WPP said it planned to sell 60% of its Kantar market-research business to US private equity company Bain Capital, valuing Kantar at $4bn. The advertising giant said it would retain around 60% of net proceeds to reduce debt, with the balance, around $1.2bn returned to shareholders.

Global fund management group Ashmore saw its assets under management jump again during the fourth quarter of its trading year, albeit by less than expected by some analysts and with maket performance accounting for a larger proportion of the improvement than anticipated. AuM grew by $6.5bn, which was a tad short of the $6.9bn that analysts at UBS had penciled-in and the split between net inflows and market performance was less positive than anticipated.

Hiscox on Friday said the insurance market continued to deteriorate after 2018 catastrophes, as it forecast first-half pre-tax profits of $150m – $170m (£119m – £135m). The market was hit by events such as typhoon Jebi in Japan and hurricane Michael in Florida. Hiscox said the impact of reserve strengthening needed for those catastrophes would be around $40m.

Sales, marketing and support group DCC on the other hand said it had traded in line with expectations in the first quarter, with “good growth” in group operating profit, driven by acquisitions completed in the prior year. “DCC’s profits are significantly weighted towards the second half of its financial year. At what is still a very early stage in the financial year, the group reiterates its belief that the year ending 31 March 2020 will be another year of profit growth and development,” the company said in a trading statement.

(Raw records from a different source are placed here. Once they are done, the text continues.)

//! monitor-agent - 工作区冲突监控 Agent
//!
//! 负责：
//! - 检测引擎（唯一写入者）
//! - 文件监听
//! - 冲突告警推送
//! - 接收客户端活动上报

use anyhow::Result;
use tracing_subscriber::{fmt, prelude::*, EnvFilter};
use workspace_conflict_monitor::{MonitorConfig, WorkspaceMonitor};

#[tokio::main]
async fn main() -> Result<()> {
    // 初始化日志
    tracing_subscriber::registry()
        .with(fmt::layer())
        .with(
            EnvFilter::from_default_env()
                .add_directive("workspace_conflict_monitor=debug".parse()?),
        )
        .init();

    tracing::info!("🚀 monitor-agent v{}", env!("CARGO_PKG_VERSION"));

    // 解析配置：第一个参数为配置文件路径，缺省用默认配置
    let config = match std::env::args().nth(1) {
        Some(path) => MonitorConfig::from_file(&path)?,
        None => MonitorConfig::default(),
    };

    let monitor = WorkspaceMonitor::new(config);
    monitor.start_monitoring().await?;
    tracing::info!("📡 Push channel listening on port {}", monitor.port());

    // Ctrl+C 触发优雅停止
    tokio::signal::ctrl_c().await?;
    tracing::info!("🛑 Shutdown signal received");
    monitor.stop_monitoring().await?;

    tracing::info!("👋 monitor-agent exiting");
    Ok(())
}
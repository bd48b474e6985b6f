//! 推送协议定义
//!
//! 通信方式：WebSocket 文本帧，每帧一个 JSON 对象。
//! 未知消息类型静默忽略（向前兼容），不是协议错误。

use std::path::PathBuf;

use serde::{Deserialize, Serialize};

use crate::types::{ActivityKind, ConflictAnalysis, SessionToken, WorkspaceStatus};

/// 客户端 → 服务端
#[derive(Debug, Clone, Serialize, Deserialize)]
#[serde(tag = "type")]
pub enum ClientMessage {
    /// 订阅事件类别
    Subscribe { events: Vec<EventKind> },

    /// 取消订阅
    Unsubscribe { events: Vec<EventKind> },

    /// 上报本地活动（经由推送通道转发进检测引擎）
    Activity {
        token: SessionToken,
        path: PathBuf,
        kind: ActivityKind,
    },

    /// 心跳（保持连接）
    Heartbeat,

    /// 未知类型（向前兼容，收到后忽略）
    #[serde(other)]
    Unknown,
}

/// 服务端 → 客户端
#[derive(Debug, Clone, Serialize, Deserialize)]
#[serde(tag = "type")]
pub enum ServerMessage {
    /// 请求成功
    Ok,

    /// 请求错误（只影响当前连接）
    Error { code: i32, message: String },

    /// 连接建立后的欢迎消息
    Welcome { server_version: String },

    /// 冲突告警
    #[serde(rename = "conflict:detected")]
    ConflictDetected { analysis: ConflictAnalysis },

    /// 周期性状态快照
    Status { status: WorkspaceStatus },

    /// 外部文件变化通知
    #[serde(rename = "file:changed")]
    FileChanged { path: String },
}

/// 事件类别（用于订阅过滤）
#[derive(Debug, Clone, Copy, PartialEq, Eq, Hash, Serialize, Deserialize)]
#[serde(rename_all = "lowercase")]
pub enum EventKind {
    Conflict,
    Status,
    File,
}

impl EventKind {
    /// 新连接默认订阅全部类别，Subscribe/Unsubscribe 在此基础上收窄
    pub fn all() -> Vec<EventKind> {
        vec![EventKind::Conflict, EventKind::Status, EventKind::File]
    }
}

/// 广播事件（内部使用）
#[derive(Debug, Clone)]
pub enum HubEvent {
    ConflictDetected(ConflictAnalysis),
    Status(WorkspaceStatus),
    FileChanged { path: String },
}

impl HubEvent {
    /// 获取事件类别
    pub fn kind(&self) -> EventKind {
        match self {
            HubEvent::ConflictDetected(_) => EventKind::Conflict,
            HubEvent::Status(_) => EventKind::Status,
            HubEvent::FileChanged { .. } => EventKind::File,
        }
    }

    /// 转换为推送消息
    pub fn to_message(&self) -> ServerMessage {
        match self {
            HubEvent::ConflictDetected(analysis) => ServerMessage::ConflictDetected {
                analysis: analysis.clone(),
            },
            HubEvent::Status(status) => ServerMessage::Status {
                status: status.clone(),
            },
            HubEvent::FileChanged { path } => ServerMessage::FileChanged { path: path.clone() },
        }
    }
}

Cloud networking and cybersecurity services provider Sophos Group updated the market on its trading in the first quarter on Friday, reporting a 3% improvement on revenue year-on-year to $180.2m, or 7% at constant currency. The FTSE 250 company said it saw “strong” subscription revenue growth of 10% at constant currency in the three month period ended 30 June, which was offset by a reduction in hardware revenue of 11%.